El fútbol internacional afronta una revolución que va más allá de lo que sucede en el campo. La forma en que los colombianos consumen los grandes torneos de selecciones está sufriendo una metamorfosis radical: la era de la transmisión lineal y unificada ha comenzado su cuenta regresiva.
Según un análisis de EDGES AI, la herramienta de inteligencia cultural de TBWA Colombia, se espera que la inteligencia artificial (IA) convierta al teléfono móvil en un «segundo plato» para el Mundial 2030. En este nuevo ecosistema, el aficionado tendrá la oportunidad de seleccionar cámaras, generar su propio contenido y crear narrativas personalizadas en tiempo real.

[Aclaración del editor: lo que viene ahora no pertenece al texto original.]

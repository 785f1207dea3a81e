use super::{Collector, DeserializationResult, ParseMessage, empty_file, numbered_lines};
use crate::domain::{CellState, Coordinate};

pub fn deserialize(text: &str) -> DeserializationResult {
    if text.trim().is_empty() {
        return empty_file();
    }

    let mut collector = Collector::default();
    let mut row: i64 = 0;
    let mut started = false;
    let mut pending_blank = Vec::new();

    for (line_number, line) in numbered_lines(text) {
        if line.starts_with('!') {
            continue;
        }
        let line = line.trim_end();
        if line.is_empty() {
            if started {
                pending_blank.push(line_number);
            }
            continue;
        }

        // Blank lines only count once more rows follow them
        for blank in pending_blank.drain(..) {
            collector.warn(ParseMessage::UnexpectedBlankLine { line: blank });
            row += 1;
        }
        started = true;

        for (column, character) in line.chars().enumerate() {
            match character {
                'O' => {
                    collector.alive(column as i64, row, line_number);
                }
                '.' => {}
                _ => collector.error(ParseMessage::UnexpectedCharacter {
                    line: line_number,
                    column: column + 1,
                    character,
                }),
            }
        }
        row += 1;
    }

    collector.finish()
}

pub fn serialize(cell_state: &CellState) -> String {
    let mut out = String::new();
    let Some(bounds) = cell_state.bounding_box() else {
        out.push_str("!Empty\n");
        return out;
    };
    let alive = cell_state.alive_cells();
    for y in bounds.min.y..=bounds.max.y {
        for x in bounds.min.x..=bounds.max.x {
            out.push(if alive.contains(&Coordinate::new(x, y)) { 'O' } else { '.' });
        }
        out.push('\n');
    }
    out
}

El ventilador asume el control de la transmisión.
La transformación se centra en la transición de espectador a “fan-creador”. Ya no se trata sólo de observar el objetivo, sino de elegir cómo verlo y cómo compartirlo. Esta tendencia sugiere que la televisión tradicional perderá importancia frente a un modelo interactivo y multidestino.

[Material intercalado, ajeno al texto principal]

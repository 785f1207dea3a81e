use macroquad::prelude::*;

use crate::application::{Camera, StateError, TemporalGameOfLifeState};
use crate::domain::Coordinate;

const MIN_STEPS_PER_SECOND: f64 = 0.5;
const MAX_STEPS_PER_SECOND: f64 = 240.0;
const MAX_GENERATIONS_PER_STEP: u32 = 1 << 20;

/// A user request decoded from keyboard or mouse input
#[derive(Clone, Copy, Debug, PartialEq, Eq)]
pub enum Command {
    ToggleRunning,
    Step,
    Clear,
    Randomize,
    FrameView,
    SpeedUp,
    SlowDown,
    MoreGenerations,
    FewerGenerations,
    CycleAlgorithm,
    Save,
    ToggleCell(Coordinate),
}

/// Commands for the keys pressed this frame
pub fn keyboard_commands() -> Vec<Command> {
    let bindings = [
        (KeyCode::Space, Command::ToggleRunning),
        (KeyCode::N, Command::Step),
        (KeyCode::C, Command::Clear),
        (KeyCode::R, Command::Randomize),
        (KeyCode::H, Command::FrameView),
        (KeyCode::Up, Command::SpeedUp),
        (KeyCode::Down, Command::SlowDown),
        (KeyCode::Equal, Command::MoreGenerations),
        (KeyCode::KpAdd, Command::MoreGenerations),
        (KeyCode::Minus, Command::FewerGenerations),
        (KeyCode::KpSubtract, Command::FewerGenerations),
        (KeyCode::A, Command::CycleAlgorithm),
        (KeyCode::S, Command::Save),
    ];
    bindings
        .iter()
        .filter(|(key, _)| is_key_pressed(*key))
        .map(|(_, command)| *command)
        .collect()
}

/// A left click on the grid toggles the cell under the cursor
pub fn cell_click(camera: &Camera, mouse_pos: (f32, f32), viewport: (f32, f32), cell_size: f32) -> Option<Command> {
    let on_grid = mouse_pos.0 < viewport.0 && mouse_pos.1 < viewport.1;
    if !on_grid || !is_mouse_button_pressed(MouseButton::Left) {
        return None;
    }
    Some(Command::ToggleCell(camera.screen_to_cell(mouse_pos.0, mouse_pos.1, cell_size)))
}

/// Zoom around the cursor with the mouse wheel
pub fn handle_zoom(camera: &mut Camera, mouse_pos: (f32, f32)) {
    let wheel = mouse_wheel().1;
    if wheel > 0.0 {
        camera.zoom_at(1.1, mouse_pos);
    } else if wheel < 0.0 {
        camera.zoom_at(1.0 / 1.1, mouse_pos);
    }
}

/// Drag-to-pan with the right or middle mouse button
#[derive(Debug, Default)]
pub struct PanDrag {
    last: Option<(f32, f32)>,
}

impl PanDrag {
    pub fn update(&mut self, camera: &mut Camera, mouse_pos: (f32, f32)) {
        let held = is_mouse_button_down(MouseButton::Right) || is_mouse_button_down(MouseButton::Middle);
        self.drag(camera, mouse_pos, held);
    }

    fn drag(&mut self, camera: &mut Camera, mouse_pos: (f32, f32), held: bool) {
        if !held {
            self.last = None;
            return;
        }
        if let Some((x, y)) = self.last {
            camera.pan(mouse_pos.0 - x, mouse_pos.1 - y);
        }
        self.last = Some(mouse_pos);
    }
}

pub fn faster(steps_per_second: f64) -> f64 {
    (steps_per_second * 1.5).min(MAX_STEPS_PER_SECOND)
}

pub fn slower(steps_per_second: f64) -> f64 {
    (steps_per_second / 1.5).max(MIN_STEPS_PER_SECOND)
}

/// Apply a command that only touches session settings.
/// Returns `false` for commands the caller must handle itself.
pub fn apply_setting(state: &TemporalGameOfLifeState, command: Command) -> Result<bool, StateError> {
    match command {
        Command::ToggleRunning => state.toggle_running(),
        Command::SpeedUp => state.set_target_steps_per_second(faster(state.target_steps_per_second()))?,
        Command::SlowDown => state.set_target_steps_per_second(slower(state.target_steps_per_second()))?,
        Command::MoreGenerations => state.set_generations_per_step(
            state.generations_per_step().saturating_mul(2).min(MAX_GENERATIONS_PER_STEP),
        )?,
        Command::FewerGenerations => {
            state.set_generations_per_step((state.generations_per_step() / 2).max(1))?
        }
        Command::ToggleCell(cell) => {
            if state.is_running() {
                return Ok(true);
            }
            state.update_cell_state(|cells| cells.with_cell(cell, !cells.contains(cell)));
        }
        _ => return Ok(false),
    }
    Ok(true)
}

#[cfg(test)]
mod tests {
    use super::*;
    use crate::domain::CellState;

    #[test]
    fn test_speed_is_bounded() {
        assert_eq!(faster(60.0), 90.0);
        assert_eq!(faster(200.0), MAX_STEPS_PER_SECOND);
        assert_eq!(slower(0.6), MIN_STEPS_PER_SECOND);
    }

    #[test]
    fn test_generation_batch_doubles_and_halves() {
        let state = TemporalGameOfLifeState::default();
        assert_eq!(apply_setting(&state, Command::MoreGenerations), Ok(true));
        assert_eq!(apply_setting(&state, Command::MoreGenerations), Ok(true));
        assert_eq!(state.generations_per_step(), 4);
        for _ in 0..5 {
            apply_setting(&state, Command::FewerGenerations).unwrap();
        }
        assert_eq!(state.generations_per_step(), 1);
    }

    #[test]
    fn test_toggle_cell_only_while_paused() {
        let state = TemporalGameOfLifeState::new(CellState::empty());
        let cell = Coordinate::new(-4, 9);
        apply_setting(&state, Command::ToggleCell(cell)).unwrap();
        assert!(state.cell_state().contains(cell));
        apply_setting(&state, Command::ToggleCell(cell)).unwrap();
        assert!(state.cell_state().is_empty());

        state.set_is_running(true);
        apply_setting(&state, Command::ToggleCell(cell)).unwrap();
        assert!(state.cell_state().is_empty());
    }

    #[test]
    fn test_unhandled_commands_are_reported() {
        let state = TemporalGameOfLifeState::default();
        assert_eq!(apply_setting(&state, Command::Clear), Ok(false));
        assert_eq!(apply_setting(&state, Command::CycleAlgorithm), Ok(false));
    }

    #[test]
    fn test_pan_drag_follows_mouse() {
        let mut camera = Camera::new();
        let mut drag = PanDrag::default();
        drag.drag(&mut camera, (10.0, 10.0), true);
        drag.drag(&mut camera, (25.0, 5.0), true);
        assert_eq!((camera.offset_x, camera.offset_y), (15.0, -5.0));
        drag.drag(&mut camera, (100.0, 100.0), false);
        drag.drag(&mut camera, (110.0, 100.0), true);
        assert_eq!((camera.offset_x, camera.offset_y), (15.0, -5.0));
    }
}
use macroquad::prelude::*;

use super::{fill_color, fit_text};

const ROW_HEIGHT: f32 = 28.0;
const FONT_SIZE: u16 = 16;

/// Single-choice selector that expands downwards
#[derive(Clone, Debug)]
pub struct Dropdown {
    x: f32,
    y: f32,
    width: f32,
    label: &'static str,
    items: Vec<String>,
    selected: usize,
    is_open: bool,
}

impl Dropdown {
    pub fn new(x: f32, y: f32, width: f32, label: &'static str, items: Vec<String>) -> Self {
        Self {
            x,
            y,
            width,
            label,
            items,
            selected: 0,
            is_open: false,
        }
    }

    pub fn selected(&self) -> usize {
        self.selected
    }

    pub fn set_selected(&mut self, index: usize) {
        if index < self.items.len() {
            self.selected = index;
        }
    }

    pub fn is_open(&self) -> bool {
        self.is_open
    }

    pub fn close(&mut self) {
        self.is_open = false;
    }

    pub fn set_position(&mut self, x: f32, y: f32) {
        self.x = x;
        self.y = y;
    }

    /// Row 0 is the header; rows 1.. are the open list
    fn row(&self, index: usize) -> Rect {
        Rect::new(self.x, self.y + index as f32 * ROW_HEIGHT, self.width, ROW_HEIGHT)
    }

    fn hovered_row(&self, mouse_pos: (f32, f32)) -> Option<usize> {
        let point = vec2(mouse_pos.0, mouse_pos.1);
        let rows = if self.is_open { self.items.len() + 1 } else { 1 };
        (0..rows).find(|&i| self.row(i).contains(point))
    }

    /// Handle a click; returns the item picked from the open list
    pub fn update(&mut self, mouse_pos: (f32, f32)) -> Option<usize> {
        if !is_mouse_button_pressed(MouseButton::Left) {
            return None;
        }
        match self.hovered_row(mouse_pos) {
            Some(0) => {
                self.is_open = !self.is_open;
                None
            }
            Some(row) => {
                self.is_open = false;
                self.selected = row - 1;
                Some(self.selected)
            }
            None => {
                self.is_open = false;
                None
            }
        }
    }

    pub fn draw(&self, mouse_pos: (f32, f32)) {
        let hovered = self.hovered_row(mouse_pos);
        draw_text(self.label, self.x, self.y - 5.0, 14.0, GRAY);

        let header = self.row(0);
        draw_rectangle(header.x, header.y, header.w, header.h, fill_color(hovered == Some(0)));
        draw_rectangle_lines(header.x, header.y, header.w, header.h, 2.0, WHITE);
        if let Some(item) = self.items.get(self.selected) {
            let text = fit_text(item, FONT_SIZE, self.width - 30.0);
            draw_text(&text, header.x + 5.0, header.y + 19.0, f32::from(FONT_SIZE), WHITE);
        }
        draw_text(if self.is_open { "^" } else { "v" }, header.x + header.w - 16.0, header.y + 19.0, 16.0, WHITE);

        if !self.is_open {
            return;
        }
        for (i, item) in self.items.iter().enumerate() {
            let row = self.row(i + 1);
            let color = if hovered == Some(i + 1) {
                fill_color(true)
            } else if i == self.selected {
                Color::from_rgba(50, 100, 150, 255)
            } else {
                Color::from_rgba(45, 45, 45, 255)
            };
            draw_rectangle(row.x, row.y, row.w, row.h, color);
            draw_rectangle_lines(row.x, row.y, row.w, row.h, 1.0, Color::from_rgba(80, 80, 80, 255));
            let text = fit_text(item, FONT_SIZE, self.width - 10.0);
            draw_text(&text, row.x + 5.0, row.y + 19.0, f32::from(FONT_SIZE), WHITE);
        }
    }
}
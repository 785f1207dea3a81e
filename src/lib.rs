// Domain layer - cell states and step algorithms
pub mod domain;

// Application layer - temporal evolution and viewport
pub mod application;

// Pattern file formats
pub mod serialization;

pub mod config;

// Viewer - UI, rendering, input
pub mod ui;
pub mod rendering;
pub mod input;

// Re-exports for convenience
pub use application::{
    Camera, EvolutionDriver, EvolutionError, EvolutionHandle, EvolutionStatus, TemporalGameOfLifeState,
};
pub use config::Config;
pub use domain::{Algorithm, CellState, Coordinate, GameOfLifeAlgorithm, Pattern, StepError, presets};
pub use serialization::{CellStateFormat, DeserializationResult, ParseMessage};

“Estamos entrando en una fase donde los grandes eventos deportivos seguirán siendo enormes, pero ya no serán iguales para todos. La IA permitirá al aficionado no sólo ver el partido, sino también editarlo, narrarlo y convertirlo en su propia experiencia”, afirma Juanita Becerra, Planificadora Estratégica de TBWA Colombia.

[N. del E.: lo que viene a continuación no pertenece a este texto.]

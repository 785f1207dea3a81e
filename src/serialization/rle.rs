use std::collections::HashSet;

use super::{Collector, DeserializationResult, ParseMessage, empty_file, numbered_lines};
use crate::domain::{CellState, Coordinate, is_conway_rule};

const HEADER: &str = "x = <width>, y = <height>";
const LINE_LIMIT: usize = 70;

struct Header {
    width: u64,
    height: u64,
}

fn parse_header(line_number: usize, line: &str, collector: &mut Collector) -> Option<Header> {
    let mut width = None;
    let mut height = None;
    for part in line.split(',') {
        let Some((key, value)) = part.split_once('=') else {
            collector.error(ParseMessage::InvalidHeader { line: line_number });
            return None;
        };
        let value = value.trim();
        match key.trim() {
            "x" => width = value.parse::<u64>().ok(),
            "y" => height = value.parse::<u64>().ok(),
            "rule" => {
                if !is_conway_rule(value) {
                    collector.warn(ParseMessage::UnsupportedRule {
                        line: line_number,
                        rule: value.to_string(),
                    });
                }
            }
            _ => {
                collector.error(ParseMessage::InvalidHeader { line: line_number });
                return None;
            }
        }
    }
    match (width, height) {
        (Some(width), Some(height)) => Some(Header { width, height }),
        _ => {
            collector.error(ParseMessage::InvalidHeader { line: line_number });
            None
        }
    }
}

/// Cursor over the run-length body
#[derive(Default)]
struct Body {
    x: i64,
    y: i64,
    count: Option<u64>,
    terminated: bool,
    exceeded: bool,
}

impl Body {
    fn read_line(
        &mut self,
        line_number: usize,
        line: &str,
        header: Option<&Header>,
        collector: &mut Collector,
    ) {
        for (column, character) in line.chars().enumerate() {
            let column = column + 1;
            if self.terminated {
                if !character.is_whitespace() {
                    collector.warn(ParseMessage::UnexpectedInput { line: line_number });
                    return;
                }
                continue;
            }
            match character {
                '0'..='9' => {
                    let digit = u64::from(character as u8 - b'0');
                    self.count = match self.count.unwrap_or(0).checked_mul(10) {
                        Some(n) => n.checked_add(digit),
                        None => None,
                    };
                    if self.count.is_none() {
                        collector.error(ParseMessage::InvalidRunCount {
                            line: line_number,
                            column,
                        });
                    }
                }
                'b' | 'o' | '$' => {
                    let run = self.count.take().unwrap_or(1);
                    if run == 0 {
                        collector.error(ParseMessage::InvalidRunCount {
                            line: line_number,
                            column,
                        });
                        continue;
                    }
                    let Ok(run) = i64::try_from(run) else {
                        collector.error(ParseMessage::CoordinateOutOfRange { line: line_number });
                        continue;
                    };
                    match character {
                        'b' => self.x = self.x.saturating_add(run),
                        'o' => self.alive_run(run, line_number, header, collector),
                        _ => {
                            self.y = self.y.saturating_add(run);
                            self.x = 0;
                        }
                    }
                }
                '!' => self.terminated = true,
                c if c.is_whitespace() => {}
                _ => collector.error(ParseMessage::UnexpectedCharacter {
                    line: line_number,
                    column,
                    character,
                }),
            }
        }
    }

    fn alive_run(
        &mut self,
        run: i64,
        line_number: usize,
        header: Option<&Header>,
        collector: &mut Collector,
    ) {
        let end = self.x.saturating_add(run);
        if end - 1 > i64::from(i32::MAX) || self.y > i64::from(i32::MAX) {
            collector.error(ParseMessage::CoordinateOutOfRange { line: line_number });
            self.x = end;
            return;
        }
        if let Some(header) = header {
            let outside = end as u64 > header.width || self.y as u64 >= header.height;
            if outside && !self.exceeded {
                self.exceeded = true;
                collector.warn(ParseMessage::PatternExceedsBounds { line: line_number });
            }
        }
        for x in self.x..end {
            collector.alive(x, self.y, line_number);
        }
        self.x = end;
    }
}

pub fn deserialize(text: &str) -> DeserializationResult {
    if text.trim().is_empty() {
        return empty_file();
    }

    let mut collector = Collector::default();
    let mut header: Option<Header> = None;
    let mut in_body = false;
    let mut body = Body::default();

    for (line_number, line) in numbered_lines(text) {
        let line = line.trim();
        if line.is_empty() {
            continue;
        }
        if !body.terminated && line.starts_with('#') {
            if let Some(rule) = line.strip_prefix("#r") {
                let rule = rule.trim();
                if !is_conway_rule(rule) {
                    collector.warn(ParseMessage::UnsupportedRule {
                        line: line_number,
                        rule: rule.to_string(),
                    });
                }
            }
            continue;
        }
        if !in_body {
            in_body = true;
            if line.starts_with('x') {
                header = parse_header(line_number, line, &mut collector);
                continue;
            }
            collector.error(ParseMessage::MissingHeader { expected: HEADER });
        }
        body.read_line(line_number, line, header.as_ref(), &mut collector);
        if body.terminated && collector.has_errors() {
            break;
        }
    }

    if !body.terminated {
        collector.warn(ParseMessage::MissingTerminator);
    }
    collector.finish()
}

/// Run tokens for one row; trailing dead cells are dropped
fn encode_row(alive: &HashSet<Coordinate>, y: i32, min_x: i32, max_x: i32) -> Vec<String> {
    let mut tokens = Vec::new();
    let mut run: Option<(bool, u64)> = None;
    for x in min_x..=max_x {
        let state = alive.contains(&Coordinate::new(x, y));
        run = match run {
            Some((current, n)) if current == state => Some((current, n + 1)),
            Some((current, n)) => {
                tokens.push(run_token(n, if current { 'o' } else { 'b' }));
                Some((state, 1))
            }
            None => Some((state, 1)),
        };
    }
    if let Some((true, n)) = run {
        tokens.push(run_token(n, 'o'));
    }
    tokens
}

fn run_token(count: u64, tag: char) -> String {
    if count == 1 {
        tag.to_string()
    } else {
        format!("{count}{tag}")
    }
}

pub fn serialize(cell_state: &CellState) -> String {
    let Some(bounds) = cell_state.bounding_box() else {
        return "x = 0, y = 0, rule = B3/S23\n!\n".to_string();
    };
    let alive = cell_state.alive_cells();

    let mut tokens = Vec::new();
    let mut pending_rows = 0u64;
    for y in bounds.min.y..=bounds.max.y {
        let row = encode_row(&alive, y, bounds.min.x, bounds.max.x);
        if row.is_empty() {
            pending_rows += 1;
            continue;
        }
        if pending_rows > 0 {
            tokens.push(run_token(pending_rows, '$'));
        }
        tokens.extend(row);
        pending_rows = 1;
    }
    tokens.push("!".to_string());

    let mut out = format!(
        "x = {}, y = {}, rule = B3/S23\n",
        bounds.width(),
        bounds.height()
    );
    let mut line_length = 0;
    for token in tokens {
        if line_length + token.len() > LINE_LIMIT {
            out.push('\n');
            line_length = 0;
        }
        line_length += token.len();
        out.push_str(&token);
    }
    out.push('\n');
    out
}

Tres tendencias para el fútbol en 2030 1. De la televisión a las emisiones interceptadas
El móvil deja de ser una “segunda pantalla” y pasa a ser un dispositivo de control. El aficionado puede acceder a estadísticas personalizadas, seleccionar ángulos de cámara exclusivos y crear una narrativa adaptada a ellos. Las marcas deben diseñar experiencias que inviten a la participación del usuario en lugar de apuntar a una audiencia pasiva.
2. El nacimiento del “Fan Creator”
La audiencia de 2030 producirá tanto como consumirá. Los colombianos crearán clips, memes y análisis impulsados por IA a medida que avanza la pelota. La emoción del juego se prolongará más allá de los 90 minutos a través de rituales digitales y comunidades creadas por los propios aficionados.
3. De la guía a la “economía de la participación”
El patrocinio tradicional ya no será suficiente para las empresas. La relevancia de una marca depende de su capacidad para proporcionar herramientas digitales que permitan a los fans liderar la conversación. “La marca que empodere al fan será la que con mayor naturalidad consiga entrar en la conversación”, añade Becerra.
Un laboratorio de cultura y tecnología
Para TBWA Colombia, este desarrollo es tanto cultural como tecnológico. Los grandes torneos de selecciones se están convirtiendo en laboratorios de nuevas formas de participación ciudadana. Para 2030, los colombianos no sólo estarán viendo la Copa del Mundo; Lo tocarán, intervendrán y lo ajustarán desde la palma de su mano.